Pendant la Première Guerre mondiale, Lux aurait aidé plusieurs soldats à déserter. Il semble s’être installé à Nice (6 rue Blanqui et Avenue Theresa au Palais Windsor) autour des années vingt. Sous les pseudonymes de Lux, Lejeune, A. Vérité, Ixe, il collabora alors au Libertaire, à la Vie anarchiste de G. Butaud, aux Vagabonds Individualistes libertaires (Lyon 1916-1922 puis 1922-1924) édité par Paul Bergeron, à Terre libre (Marseille, 10 numéros du 20 juin au 5 novembre 1922) publié par André Viaud, au Semeur de Normandie (Caen-Falaise, 1923-1936) publié par Alphonse Barbé ainsi qu’à la seconde série de l’Anarchie (Paris) que Louis Louvet fit paraître du 21 avril 1926 à avril 1929 (52 numéros). Il fonda lui-même, en 1923, un petit périodique intitulé le Réaliste (Nice trois numéros parus du 17 décembre 1923 au 15 février 1924) dans lequel il fustigeait vivement tous ceux qui exploitèrent la mort du jeune Philippe Daudet, qu’il s’agisse aussi bien de l’Action française que du Libertaire : « C’est bien dans les deux bandes d’aliénés qui dirigent l’Action Française et le Libertaire, qu’il faut chercher les assasins de ce pauvre gamin » (cf. n°1). Dans les dernières années de sa vie il collabora également à L’Ennemi du peuple esclave (Paris, 3 numéros de novembre 1928 à janvier 1929) édité par Louis Louvet comme supplément à L’Anarchie ainsi qu’au premiers numéro de la Revue anarchiste (Paris, décembre 1929 — avril 1936) publié par Chauvin.

Michel Antoine s’était souvent montré très polémique envers certains compagnons (voir notamment “réponse à un calomniateur” in Le Libertaire, 5 & 12 mai 1922). Ainsi, à propos de Maurice Vandhamme Mauricius qui avait édité en 1922 le journal Cupidon favorable à l’amour libre, il écrivait : « Ce n’est pas moi… qui ai lancé ce petit journal pornographique, d’un si joli nom, où l’on réédite tout ce qu’on peut des oeivres du divin marquis. Ce n’est pas moi… qui pour émoustiller les lecteurs, publie dans une feuille soi-disant anarchiste, un roman feuilleton interminable, où toutes les aberrations sexuelles de l’humanité, depuis les temps légendaires jusqu’à nos jours, sont complaisamment passées en revue. Ce n’est pas moi… qui tend à ravaler l’homme aux proportions d’un pénis et la femme à celles d’un vagin. Non ce n’est pas moi qui ai élevé un autel… que dis-je, un comptoir à la sexualité révolutionnaire pour en faire mon gagne-pain ». (cf. Le Semeur, 10 septembre 1925).

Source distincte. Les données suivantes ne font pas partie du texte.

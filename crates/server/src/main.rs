//! Process entry point: config, storage, sandbox seed, tool registry,
//! then the websocket accept loop.

mod config;
mod ollama;
mod ws;

use std::sync::Arc;

use hearth_memory::{AllowedDirs, Database, MemoryManager, RpStore, TextIndex};
use hearth_tools::standard_registry;
use tracing::info;
use tracing_subscriber::EnvFilter;

use crate::config::Config;
use crate::ollama::OllamaClient;
use crate::ws::Server;

#[tokio::main]
async fn main() -> anyhow::Result<()> {
    tracing_subscriber::fmt()
        .with_env_filter(
            EnvFilter::try_from_default_env().unwrap_or_else(|_| EnvFilter::new("info")),
        )
        .init();

    let config = Config::load()?;

    let db = Database::open(&config.database_path)?;
    let dirs = Arc::new(AllowedDirs::new(db.clone())?);
    dirs.ensure_seed(&config.allowed_paths)?;
    let index = Arc::new(TextIndex::new(db.clone()));
    let rp = Arc::new(RpStore::new(db.clone()));
    let manager = Arc::new(MemoryManager::new(db)?);

    let registry = Arc::new(standard_registry(dirs, index, rp));
    info!(tools = registry.len(), "tool registry ready");

    let model = Arc::new(OllamaClient::new(&config.ollama_endpoint, &config.model));

    Server::new(config.port, model, registry, manager).run().await
}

La mort à Nice le 8 décembre 1929 de celui qu’E. Gegout et C. Malato appelaient dans “Prison fin de siècle« Le Juvénal de l’anarchie fut seulement signalée dans La Revue anarchiste (n° 2, janvier 1930) par un article anonyme intitulé : « Un homme est parti ».

Michel Antoine avait vécu à Nice sous l’identité de Pierre Maestrini, né le 16 Février 1854 à Audio (Suisse). Ce n’est qu’après sa mort qu’un jugement du tribunal de première instance des Alpes-Maritimes, rectifiera sa véritable identité.

OEUVRE : — Levieux “Hommes libres… Policiers, magistrats” (Éd. de l’Anarchie, Paris, 1912, 16 p.) ; — L’Outil de meurtre (Éd. de l’Anarchie, Romainville, 1910) ; — Lux “Parasitisme social, les morts glorieux” (Éd. La brochure mensuelle, Paris, 1925, 26 p.) ; — L’instinct de conservation, vive la vie (Éd. La brochure mensuelle, Paris, 1926, 21 p.) ; — Le militarisme (Éd. La brochure mensuelle, Paris, 1929, 4 p.) ; — Travail et capital (Éd. La Brochure mensuelle, Paris, 1929, 27 p.).